Пытаясь совладать с переплетающимися внутри меня мыслями, я стою в середине комнаты, рассеянно обводя её взглядом. Сейчас и не скажешь, что когда-то я обожал безупречный порядок – часть цветочных горшков на подоконнике осиротела, не выдержав хронической жажды, книжки давно покинули положенные места и, полураскрытые, встречаются повсюду, включая пол и диван... а на краю стола, заваленного начатыми, но так и не доделанными мною вещицами, отчётливо заметен слой пыли. Просто в какой-то момент всё это потеряло для меня смысл. Нет, однажды я обязательно вернусь к прежней жизни. Наверняка так и будет. Нужно только ещё немножко переболеть…
Я чувствую себя актёром на сцене, окружённой множеством зрителей – всеми этими предметами, которые безмолвно наблюдают за каждым моим движением. Явно все они чего-то от меня ждут, какой-то реплики, какого-то действия – не зря же сейчас мой торжественный выход. А я стою во всепроникающих лучах серого оконного света и мучительно пытаюсь вспомнить сюжет своей ненаписанной пьесы... И вдруг где-то на «галёрке» я замечаю этого одинокого зрителя, который полностью поглощает моё внимание.

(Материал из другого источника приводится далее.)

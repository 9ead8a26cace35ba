//! 测试辅助：内存版仓储与身份提供方

use crate::services::identity::profile::{TwitterProfilePayload, TwitterUserFields};
use crate::services::identity::twitter_oauth::{IdentityProviderTrait, TwitterTokenResponse};
use async_trait::async_trait;
use database::member::model::{MemberProfile, WaitlistMember};
use database::member::repository::MemberRepositoryTrait;
use std::collections::HashMap;
use std::sync::atomic::{AtomicBool, Ordering};
use std::sync::Mutex;
use utils::{AppError, AppResult};

/// 内存版成员仓储，按twitter_id索引
#[derive(Default)]
pub struct MockMemberRepository {
    pub members: Mutex<HashMap<String, WaitlistMember>>,
    /// 写操作直接失败，模拟存储故障
    pub fail_writes: AtomicBool,
    /// create_member永远返回冲突且不落库，模拟撞码重试耗尽
    pub always_conflict: AtomicBool,
    /// 下一次create_member先插入该成员再返回冲突，模拟输掉并发竞争
    pub conflict_with: Mutex<Option<WaitlistMember>>,
}

impl MockMemberRepository {
    pub fn new() -> Self {
        Self::default()
    }

    pub fn insert(&self, member: WaitlistMember) {
        self.members
            .lock()
            .unwrap()
            .insert(member.twitter_id.clone(), member);
    }

    pub fn get(&self, twitter_id: &str) -> Option<WaitlistMember> {
        self.members.lock().unwrap().get(twitter_id).cloned()
    }

    pub fn len(&self) -> usize {
        self.members.lock().unwrap().len()
    }

    fn check_write(&self) -> AppResult<()> {
        if self.fail_writes.load(Ordering::SeqCst) {
            return Err(AppError::InternalServerErrorWithContext(
                "mock write failure".to_string(),
            ));
        }
        Ok(())
    }
}

#[async_trait]
impl MemberRepositoryTrait for MockMemberRepository {
    async fn create_member(&self, member: WaitlistMember) -> AppResult<WaitlistMember> {
        self.check_write()?;

        if self.always_conflict.load(Ordering::SeqCst) {
            return Err(AppError::Conflict("duplicate key".to_string()));
        }

        if let Some(winner) = self.conflict_with.lock().unwrap().take() {
            self.insert(winner);
            return Err(AppError::Conflict("duplicate key".to_string()));
        }

        let mut members = self.members.lock().unwrap();
        if members.contains_key(&member.twitter_id) {
            return Err(AppError::Conflict(format!(
                "Member with twitter_id: {} already exists.",
                member.twitter_id
            )));
        }
        if members.values().any(|m| m.referral_code == member.referral_code) {
            return Err(AppError::Conflict(format!(
                "Member with referral_code: {} already exists.",
                member.referral_code
            )));
        }

        members.insert(member.twitter_id.clone(), member.clone());
        Ok(member)
    }

    async fn find_by_twitter_id(&self, twitter_id: &str) -> AppResult<Option<WaitlistMember>> {
        Ok(self.get(twitter_id))
    }

    async fn find_by_referral_code(&self, code: &str) -> AppResult<Option<WaitlistMember>> {
        let members = self.members.lock().unwrap();
        Ok(members.values().find(|m| m.referral_code == code).cloned())
    }

    async fn refresh_profile(&self, twitter_id: &str, profile: &MemberProfile) -> AppResult<Option<WaitlistMember>> {
        self.check_write()?;

        let mut members = self.members.lock().unwrap();
        match members.get_mut(twitter_id) {
            Some(member) => {
                member.handle = profile.handle.clone();
                member.display_name = profile.display_name.clone();
                member.avatar_url = profile.avatar_url.clone();
                member.follower_count = profile.follower_count;
                member.is_verified = profile.is_verified;
                Ok(Some(member.clone()))
            }
            None => Ok(None),
        }
    }

    async fn set_wallet_address(&self, twitter_id: &str, wallet_address: &str) -> AppResult<Option<WaitlistMember>> {
        self.check_write()?;

        let mut members = self.members.lock().unwrap();
        match members.get_mut(twitter_id) {
            Some(member) => {
                member.wallet_address = Some(wallet_address.to_string());
                Ok(Some(member.clone()))
            }
            None => Ok(None),
        }
    }

    async fn attribute_referral(&self, twitter_id: &str, referrer_twitter_id: &str) -> AppResult<bool> {
        self.check_write()?;

        let mut members = self.members.lock().unwrap();
        match members.get_mut(twitter_id) {
            Some(member) if member.referred_by.is_none() => {
                member.referred_by = Some(referrer_twitter_id.to_string());
                Ok(true)
            }
            _ => Ok(false),
        }
    }

    async fn count_members(&self) -> AppResult<u64> {
        Ok(self.members.lock().unwrap().len() as u64)
    }

    async fn count_members_since(&self, cutoff: u64) -> AppResult<u64> {
        let members = self.members.lock().unwrap();
        Ok(members.values().filter(|m| m.created_at >= cutoff).count() as u64)
    }

    async fn top_by_follower_count(&self, limit: i64) -> AppResult<Vec<WaitlistMember>> {
        let members = self.members.lock().unwrap();
        let mut all: Vec<WaitlistMember> = members.values().cloned().collect();
        all.sort_by(|a, b| b.follower_count.cmp(&a.follower_count));
        all.truncate(limit.max(0) as usize);
        Ok(all)
    }
}

/// 内存版身份提供方
pub struct MockIdentityProvider {
    pub payload: Mutex<TwitterProfilePayload>,
    pub fail_exchange: AtomicBool,
    pub fail_profile: AtomicBool,
}

impl MockIdentityProvider {
    pub fn with_user(twitter_id: &str, username: &str, followers: u64) -> Self {
        let payload = TwitterProfilePayload {
            data: Some(TwitterUserFields {
                id: Some(twitter_id.to_string()),
                username: Some(username.to_string()),
                name: Some(format!("{} Display", username)),
                profile_image_url: Some(format!("https://pbs.twimg.com/{}.png", username)),
                public_metrics: Some(crate::services::identity::profile::PublicMetrics {
                    followers_count: Some(followers),
                    following_count: None,
                    tweet_count: None,
                    listed_count: None,
                }),
                verified: Some(false),
            }),
            flat: TwitterUserFields::default(),
        };

        Self {
            payload: Mutex::new(payload),
            fail_exchange: AtomicBool::new(false),
            fail_profile: AtomicBool::new(false),
        }
    }
}

#[async_trait]
impl IdentityProviderTrait for MockIdentityProvider {
    fn authorize_url(&self, state: &str, code_challenge: &str) -> String {
        format!(
            "https://provider.test/authorize?state={}&code_challenge={}",
            state, code_challenge
        )
    }

    async fn exchange_code(&self, _code: &str, _verifier: &str) -> AppResult<TwitterTokenResponse> {
        if self.fail_exchange.load(Ordering::SeqCst) {
            return Err(AppError::InternalServerErrorWithContext(
                "mock token exchange failure".to_string(),
            ));
        }
        Ok(TwitterTokenResponse {
            access_token: "mock-access-token".to_string(),
            token_type: Some("bearer".to_string()),
            expires_in: Some(7200),
            scope: Some("tweet.read users.read".to_string()),
        })
    }

    async fn fetch_profile(&self, _access_token: &str) -> AppResult<TwitterProfilePayload> {
        if self.fail_profile.load(Ordering::SeqCst) {
            return Err(AppError::InternalServerErrorWithContext(
                "mock profile fetch failure".to_string(),
            ));
        }
        Ok(self.payload.lock().unwrap().clone())
    }
}

/// 构造测试用的成员资料
pub fn test_profile(twitter_id: &str, handle: &str, followers: u64) -> MemberProfile {
    MemberProfile {
        twitter_id: twitter_id.to_string(),
        handle: handle.to_string(),
        display_name: format!("{} Display", handle),
        avatar_url: format!("https://pbs.twimg.com/{}.png", handle),
        follower_count: followers,
        is_verified: false,
    }
}

/// 构造测试用的成员记录
pub fn test_member(twitter_id: &str, handle: &str, code: &str) -> WaitlistMember {
    WaitlistMember::from_profile(&test_profile(twitter_id, handle, 100), code)
}
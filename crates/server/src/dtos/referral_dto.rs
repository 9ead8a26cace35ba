use crate::dtos::member_dto::MemberDto;
use serde::{Deserialize, Serialize};
use utoipa::ToSchema;
use validator::Validate;

/// 绑定邀请关系的请求体
#[derive(Clone, Serialize, Deserialize, Debug, Validate, Default, ToSchema)]
#[serde(rename_all = "camelCase")]
pub struct AttributeReferralDto {
    /// 邀请码
    #[validate(required, length(min = 1))]
    pub referral_code: Option<String>,
}

/// 绑定邀请关系的响应体
#[derive(Clone, Serialize, Deserialize, Debug, Default, ToSchema)]
#[serde(rename_all = "camelCase")]
pub struct AttributionResponse {
    pub success: bool,
    /// 邀请人的Twitter用户名
    pub referrer: String,
    /// 本次请求是否实际写入了邀请关系（已绑定过的成员为false）
    pub applied: bool,
    pub member: MemberDto,
}
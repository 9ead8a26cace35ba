use axum::{
    async_trait,
    extract::{FromRequest, Request},
    Json,
};
use serde::de::DeserializeOwned;
use utils::AppError;
use validator::Validate;

/// 带校验的JSON请求提取器
///
/// 反序列化后立即执行validator校验，校验失败统一转为400响应，
/// 响应体按字段展开错误信息。
#[derive(Debug, Clone, Copy, Default)]
pub struct ValidationExtractor<T>(pub T);

#[async_trait]
impl<T, S> FromRequest<S> for ValidationExtractor<T>
where
    T: DeserializeOwned + Validate,
    S: Send + Sync,
{
    type Rejection = AppError;

    async fn from_request(req: Request, state: &S) -> Result<Self, Self::Rejection> {
        let Json(value) = Json::<T>::from_request(req, state).await?;

        value.validate()?;

        Ok(ValidationExtractor(value))
    }
}
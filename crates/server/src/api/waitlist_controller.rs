use crate::dtos::waitlist_dto::{LeaderboardEntry, LeaderboardResponse, WaitlistStatsResponse};
use crate::services::Services;
use axum::{routing::get, Extension, Json, Router};
use utils::AppResult;

pub struct WaitlistController;

impl WaitlistController {
    pub fn app() -> Router {
        Router::new()
            .route("/waitlist/stats", get(get_stats))
            .route("/waitlist/members", get(get_members))
    }
}

/// 候补名单统计
///
/// 成员总数与最近24小时新增数，着陆页计数器轮询本接口。
#[utoipa::path(
    get,
    path = "/api/v1/waitlist/stats",
    tag = "waitlist",
    responses(
        (status = 200, description = "统计数据", body = WaitlistStatsResponse)
    )
)]
pub async fn get_stats(Extension(services): Extension<Services>) -> AppResult<Json<WaitlistStatsResponse>> {
    let stats = services.member.get_stats().await?;

    Ok(Json(WaitlistStatsResponse {
        total_members: stats.total_members,
        recent_signups: stats.recent_signups,
    }))
}

/// 排行榜
///
/// 按粉丝数降序的前N名成员，只含公开展示字段。
#[utoipa::path(
    get,
    path = "/api/v1/waitlist/members",
    tag = "waitlist",
    responses(
        (status = 200, description = "排行榜成员列表", body = LeaderboardResponse)
    )
)]
pub async fn get_members(Extension(services): Extension<Services>) -> AppResult<Json<LeaderboardResponse>> {
    let members = services.member.get_leaderboard(services.config.leaderboard_limit).await?;

    Ok(Json(LeaderboardResponse {
        members: members.into_iter().map(LeaderboardEntry::from).collect(),
    }))
}
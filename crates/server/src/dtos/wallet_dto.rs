use crate::dtos::member_dto::MemberDto;
use serde::{Deserialize, Serialize};
use utoipa::ToSchema;
use validator::Validate;

/// 提交钱包地址的请求体
#[derive(Clone, Serialize, Deserialize, Debug, Validate, Default, ToSchema)]
#[serde(rename_all = "camelCase")]
pub struct UpdateWalletDto {
    /// 钱包地址
    #[validate(required, length(min = 1))]
    pub wallet_address: Option<String>,
}

/// 提交钱包地址的响应体
#[derive(Clone, Serialize, Deserialize, Debug, Default, ToSchema)]
#[serde(rename_all = "camelCase")]
pub struct WalletUpdateResponse {
    pub success: bool,
    pub member: MemberDto,
}
pub mod validation_extractor;

pub use validation_extractor::ValidationExtractor;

Это затаившийся за парой старых вазочек и ещё каких-то пыльных безделушек старый телефон. С незапамятных времён он живёт в этом своём уголке, на невесть откуда взявшейся допотопной полочке – такой же древней, как и он сам. Я всегда воспринимал его как ещё одного члена нашей семьи, причем, разумеется, старшего – ведь он уже был на этом месте вместе со своей неизменной полочкой, когда я только родился. За долгие годы он успел вобрать в себя всю мудрость нескольких поколений, оставаясь невозмутимым и верным себе. А главное – он научился верно хранить множество тайн, которые ему наверняка доверял почти каждый, кто брал в руки его трубку. И вот сейчас он задумчиво смотрит на меня сквозь слегка затуманенную оправу своих пластмассовых очков, «глаз» в которых ровно десять – по числу цифр на диске. Я вдруг отчётливо понимаю, что он-то мне сейчас и нужен, и совсем не случайно я поймал этот его загадочный «взгляд».

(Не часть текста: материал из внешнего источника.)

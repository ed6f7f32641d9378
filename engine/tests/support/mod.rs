#![allow(dead_code)]

use async_trait::async_trait;
use chrono::Utc;
use common::{
    Conclusion, EngineEvent, JobId, JobStatus, RunId, RunSnapshot, RunStatus, RunSummary, StepState,
    StepStatus, TerminalOutcome,
};
use dpr_engine::{
    ClientError, CredentialProvider, Engine, EngineSettings, RemoteJobClient, RepoTarget, Session,
    StaticToken, TargetResolver, Token,
};
use std::collections::{HashMap, VecDeque};
use std::sync::{Arc, Mutex};
use tokio::sync::mpsc::UnboundedReceiver;
use tokio::time::{Duration, Instant};

/// Replies handed out in order; the last one repeats forever.
struct Script<T: Clone> {
    queue: VecDeque<T>,
    last: Option<T>,
}

impl<T: Clone> Script<T> {
    fn new(items: Vec<T>) -> Self {
        Self {
            queue: items.into(),
            last: None,
        }
    }

    fn next(&mut self) -> Option<T> {
        match self.queue.pop_front() {
            Some(item) => {
                self.last = Some(item.clone());
                Some(item)
            }
            None => self.last.clone(),
        }
    }
}

/// A listed run created `age_secs` before the moment it is listed.
#[derive(Clone)]
pub struct Listed {
    pub id: u64,
    pub age_secs: i64,
}

pub fn listed(id: u64, age_secs: i64) -> Listed {
    Listed { id, age_secs }
}

#[derive(Clone)]
pub struct RunState {
    pub status: RunStatus,
    pub conclusion: Conclusion,
}

pub fn queued() -> RunState {
    RunState {
        status: RunStatus::Queued,
        conclusion: Conclusion::None,
    }
}

pub fn in_progress() -> RunState {
    RunState {
        status: RunStatus::InProgress,
        conclusion: Conclusion::None,
    }
}

pub fn completed(conclusion: Conclusion) -> RunState {
    RunState {
        status: RunStatus::Completed,
        conclusion,
    }
}

pub fn server_error() -> ClientError {
    ClientError::Server {
        status: 502,
        detail: "Bad Gateway".to_string(),
    }
}

pub fn network_error() -> ClientError {
    ClientError::Network("connection reset".to_string())
}

pub fn build_job(state: StepState) -> Vec<JobStatus> {
    vec![JobStatus {
        name: "build".to_string(),
        steps: vec![
            StepStatus {
                name: "checkout".to_string(),
                state: StepState::Success,
            },
            StepStatus {
                name: "fetch papers".to_string(),
                state,
            },
        ],
    }]
}

#[derive(Debug, Clone)]
pub struct DispatchCall {
    pub target: RepoTarget,
    pub job_id: JobId,
    pub git_ref: String,
    pub token: String,
}

pub struct ScriptedClient {
    dispatch: Mutex<Script<Result<(), ClientError>>>,
    lists: Mutex<Script<Result<Vec<Listed>, ClientError>>>,
    runs: Mutex<HashMap<u64, Script<Result<RunState, ClientError>>>>,
    steps: Mutex<Script<Result<Vec<JobStatus>, ClientError>>>,
    login: Mutex<Option<String>>,
    pub dispatches: Mutex<Vec<DispatchCall>>,
    pub list_times: Mutex<Vec<Instant>>,
    pub run_reads: Mutex<Vec<(u64, Instant)>>,
}

impl ScriptedClient {
    pub fn new() -> Self {
        Self {
            dispatch: Mutex::new(Script::new(vec![Ok(())])),
            lists: Mutex::new(Script::new(vec![Ok(vec![])])),
            runs: Mutex::new(HashMap::new()),
            steps: Mutex::new(Script::new(vec![Ok(build_job(StepState::InProgress))])),
            login: Mutex::new(None),
            dispatches: Mutex::new(Vec::new()),
            list_times: Mutex::new(Vec::new()),
            run_reads: Mutex::new(Vec::new()),
        }
    }

    pub fn dispatch_replies(self, replies: Vec<Result<(), ClientError>>) -> Self {
        *self.dispatch.lock().unwrap() = Script::new(replies);
        self
    }

    pub fn lists(self, replies: Vec<Result<Vec<Listed>, ClientError>>) -> Self {
        *self.lists.lock().unwrap() = Script::new(replies);
        self
    }

    pub fn run(self, id: u64, replies: Vec<Result<RunState, ClientError>>) -> Self {
        self.runs.lock().unwrap().insert(id, Script::new(replies));
        self
    }

    pub fn steps(self, replies: Vec<Result<Vec<JobStatus>, ClientError>>) -> Self {
        *self.steps.lock().unwrap() = Script::new(replies);
        self
    }

    pub fn login(self, login: &str) -> Self {
        *self.login.lock().unwrap() = Some(login.to_string());
        self
    }

    pub fn list_calls(&self) -> usize {
        self.list_times.lock().unwrap().len()
    }

    pub fn run_calls(&self, id: u64) -> usize {
        self.run_reads
            .lock()
            .unwrap()
            .iter()
            .filter(|(run, _)| *run == id)
            .count()
    }

    pub fn run_read_times(&self, id: u64) -> Vec<Instant> {
        self.run_reads
            .lock()
            .unwrap()
            .iter()
            .filter(|(run, _)| *run == id)
            .map(|(_, at)| *at)
            .collect()
    }

    pub fn dispatch_count(&self) -> usize {
        self.dispatches.lock().unwrap().len()
    }
}

#[async_trait]
impl RemoteJobClient for ScriptedClient {
    async fn dispatch(&self, session: &Session, job_id: &JobId, git_ref: &str) -> Result<(), ClientError> {
        self.dispatches.lock().unwrap().push(DispatchCall {
            target: session.target.clone(),
            job_id: job_id.clone(),
            git_ref: git_ref.to_string(),
            token: session.token.expose().to_string(),
        });
        self.dispatch.lock().unwrap().next().unwrap_or(Ok(()))
    }

    async fn list_recent_runs(&self, _session: &Session, _job_id: &JobId) -> Result<Vec<RunSummary>, ClientError> {
        self.list_times.lock().unwrap().push(Instant::now());
        let reply = self.lists.lock().unwrap().next().unwrap_or(Ok(vec![]))?;
        let now = Utc::now();
        Ok(reply
            .into_iter()
            .map(|run| RunSummary {
                id: RunId(run.id),
                run_number: run.id % 100,
                status: RunStatus::Queued,
                conclusion: Conclusion::None,
                created_at: Some(now - chrono::Duration::seconds(run.age_secs)),
            })
            .collect())
    }

    async fn get_run(&self, _session: &Session, run_id: RunId) -> Result<RunSummary, ClientError> {
        self.run_reads.lock().unwrap().push((run_id.0, Instant::now()));
        let reply = self
            .runs
            .lock()
            .unwrap()
            .get_mut(&run_id.0)
            .and_then(|script| script.next())
            .unwrap_or_else(|| {
                Err(ClientError::NotFound {
                    detail: "Not Found".to_string(),
                })
            })?;
        Ok(RunSummary {
            id: run_id,
            run_number: run_id.0 % 100,
            status: reply.status,
            conclusion: reply.conclusion,
            created_at: Some(Utc::now()),
        })
    }

    async fn get_run_steps(&self, _session: &Session, _run_id: RunId) -> Result<Vec<JobStatus>, ClientError> {
        self.steps.lock().unwrap().next().unwrap_or(Ok(vec![]))
    }

    async fn authenticated_login(&self, _token: &Token) -> Result<String, ClientError> {
        self.login.lock().unwrap().clone().ok_or(ClientError::Unauthorized {
            status: 401,
            detail: "Bad credentials".to_string(),
        })
    }
}

pub fn target() -> RepoTarget {
    RepoTarget::new("octo", "papers")
}

pub fn engine_with(
    client: Arc<ScriptedClient>,
    credentials: Arc<dyn CredentialProvider>,
    targets: TargetResolver,
) -> (Engine, UnboundedReceiver<EngineEvent>) {
    Engine::new(client, credentials, targets, EngineSettings::default())
}

pub fn engine(client: Arc<ScriptedClient>) -> (Engine, UnboundedReceiver<EngineEvent>) {
    engine_with(
        client,
        Arc::new(StaticToken::new("ghp_test")),
        TargetResolver::fixed(target()),
    )
}

/// Collect events up to and including the first terminal one.
pub async fn until_terminal(rx: &mut UnboundedReceiver<EngineEvent>) -> (Vec<EngineEvent>, TerminalOutcome) {
    let mut events = Vec::new();
    loop {
        let event = tokio::time::timeout(Duration::from_secs(3600), rx.recv())
            .await
            .expect("no terminal event within an hour")
            .expect("engine event channel closed");
        if let EngineEvent::Terminal { outcome } = &event {
            let outcome = outcome.clone();
            events.push(event);
            return (events, outcome);
        }
        events.push(event);
    }
}

/// Collect events up to and including the first snapshot.
pub async fn until_snapshot(rx: &mut UnboundedReceiver<EngineEvent>) -> (Vec<EngineEvent>, RunSnapshot) {
    let mut events = Vec::new();
    loop {
        let event = tokio::time::timeout(Duration::from_secs(3600), rx.recv())
            .await
            .expect("no snapshot within an hour")
            .expect("engine event channel closed");
        if let EngineEvent::Snapshot { snapshot } = &event {
            let snapshot = snapshot.clone();
            events.push(event);
            return (events, snapshot);
        }
        events.push(event);
    }
}

/// Whatever is already queued, without waiting.
pub fn drain(rx: &mut UnboundedReceiver<EngineEvent>) -> Vec<EngineEvent> {
    let mut events = Vec::new();
    while let Ok(event) = rx.try_recv() {
        events.push(event);
    }
    events
}

pub fn snapshots(events: &[EngineEvent]) -> Vec<RunSnapshot> {
    events
        .iter()
        .filter_map(|event| match event {
            EngineEvent::Snapshot { snapshot } => Some(snapshot.clone()),
            _ => None,
        })
        .collect()
}

pub fn status_messages(events: &[EngineEvent]) -> Vec<String> {
    events
        .iter()
        .filter_map(|event| match event {
            EngineEvent::Status { message, .. } => Some(message.clone()),
            _ => None,
        })
        .collect()
}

С высоты сегодняшних дней уже сложно понять, чем был для меня этот телефон в своё время. Чудом техники – одной из самых сложных вещей в домашнем обиходе; запретным плодом, свободно пользоваться которым было можно только взрослым; единственной ниточкой, связывающей запертого в пустом доме ребёнка с окружающим миром. Ему я доверял свои первые радости, обиды и секреты. И если бы не те, детские впечатления, давно бы сгинула в пучине времени эта причудливая полочка вместе с её обитателем. В доме давно есть другие, красивые и современные телефоны с модными клавишами и разноцветными огоньками, но и этот старичок продолжает жить для совершения особых таинств. И сейчас, похоже, как раз такой случай. Я должен доверить ему ещё один свой секрет.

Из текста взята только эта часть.